Version 3.0 of the app, introduced last week to coincide with National Reading Awareness Month, not only includes more than 350,000 individual book entries crowdsourced by BookLeveler users, but it also now incorporates a badge system for scoring books.

With its BookLeveler app, Columbia-based education technology startup Unbound Concepts has provided teachers a tool with which they can “score” reading materials and figure out which texts are age-appropriate for their students.
As Technically Baltimore reported, books categorized in the app are associated with different letters of the alphabet.
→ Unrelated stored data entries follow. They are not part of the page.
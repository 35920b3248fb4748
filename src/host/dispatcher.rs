//! # In-process event dispatch.
//!
//! [`Dispatcher`] routes each [`MonitorEvent`] to the handlers bound for its
//! kind. The host calls [`Dispatcher::dispatch`] on its own thread; every
//! call runs the matching handlers to completion before returning, so nothing
//! is queued and nothing is dropped.
//!
//! ## Architecture
//! ```text
//! dispatch(event)
//!     │
//!     ├──► handlers[event.kind()][0](event)
//!     │         └──────► panic → caught, logged
//!     └──► handlers[event.kind()][N](event)
//! ```
//!
//! ## Rules
//! - **Closed routing**: handlers are keyed by [`EventKind`], never by string.
//! - **Capability set**: a dispatcher built with [`Dispatcher::with_kinds`]
//!   rejects bindings for other kinds with [`RegisterError::Unsupported`].
//! - **Panic isolation**: a panicking handler is caught with `catch_unwind`;
//!   remaining handlers still run and the caller never sees the panic.
//! - **Per-handler order**: handlers for one kind run in binding order.
//!
//! **Warning**: `AssertUnwindSafe` is used, which can leave shared state
//! inconsistent if a handler panics while holding a lock.

use std::collections::{BTreeSet, HashMap};
use std::panic::{self, AssertUnwindSafe};

use super::event_host::{EventHost, Handler};
use crate::error::RegisterError;
use crate::events::{EventKind, MonitorEvent};

/// Kind-keyed handler table.
pub struct Dispatcher {
    supported: BTreeSet<EventKind>,
    handlers: HashMap<EventKind, Vec<Handler>>,
}

impl Dispatcher {
    /// Creates a dispatcher that accepts every kind.
    #[must_use]
    pub fn new() -> Self {
        Self::with_kinds(EventKind::ALL)
    }

    /// Creates a dispatcher that accepts only `kinds`.
    #[must_use]
    pub fn with_kinds(kinds: impl IntoIterator<Item = EventKind>) -> Self {
        Self {
            supported: kinds.into_iter().collect(),
            handlers: HashMap::new(),
        }
    }

    /// Number of handlers bound to `kind`.
    pub fn handler_count(&self, kind: EventKind) -> usize {
        self.handlers.get(&kind).map_or(0, Vec::len)
    }

    /// Runs every handler bound to the event's kind.
    ///
    /// Returns how many handlers completed without panicking.
    pub fn dispatch(&self, ev: &MonitorEvent) -> usize {
        let kind = ev.kind();
        let Some(handlers) = self.handlers.get(&kind) else {
            tracing::trace!(event = %kind, "no handlers bound");
            return 0;
        };

        let mut completed = 0;
        for handler in handlers {
            match panic::catch_unwind(AssertUnwindSafe(|| handler(ev))) {
                Ok(()) => completed += 1,
                Err(panic_err) => {
                    let info = if let Some(msg) = panic_err.downcast_ref::<&'static str>() {
                        (*msg).to_string()
                    } else if let Some(msg) = panic_err.downcast_ref::<String>() {
                        msg.clone()
                    } else {
                        "unknown panic".to_string()
                    };
                    tracing::error!(event = %kind, %info, "event handler panicked");
                }
            }
        }
        tracing::trace!(event = %kind, handlers = handlers.len(), completed, "dispatched");
        completed
    }
}

impl Default for Dispatcher {
    fn default() -> Self {
        Self::new()
    }
}

impl EventHost for Dispatcher {
    fn on(&mut self, kind: EventKind, handler: Handler) -> Result<(), RegisterError> {
        if !self.supported.contains(&kind) {
            return Err(RegisterError::Unsupported { kind });
        }
        self.handlers.entry(kind).or_default().push(handler);
        Ok(())
    }
}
A book with the grade “Z,” for instance, is appropriate for students in sixth grade and above.
Download the BookLeveler app for iOS here
Version 3.0 of the app, introduced last week to coincide with National Reading Awareness Month, not only includes more than 350,000 individual book entries crowdsourced by BookLeveler users, but it also now incorporates a badge system for scoring books using Unbound Concepts’ textual analysis and leveling engine API, Meridian.
“Powered by collaborating educators using BookLeveler, Meridian uses teacher-trusted, crowdsourced levels combined with advanced natural language processing to automatically determine the reading level of a book,” said Josie Keller, a senior copy editor for Unbound Concepts, in an e-mail.
While these Meridian Badges are easy visualizations for determining reading level, tiny icons, placed above the badges and corresponding to separate bibliographic entries in the new version of BookLeveler, represent elements found or not found in a book that can be helpful clues as to what books are or aren’t appropriate for different reading levels.
“What’s useful for teachers is that several of the [icons], such as repetition, knowledge building and strong relationship of images to text, align with the Common Core State Standards and will be incredibly helpful to teachers struggling to develop standards-aligned curricula for K-12 students,” said Keller.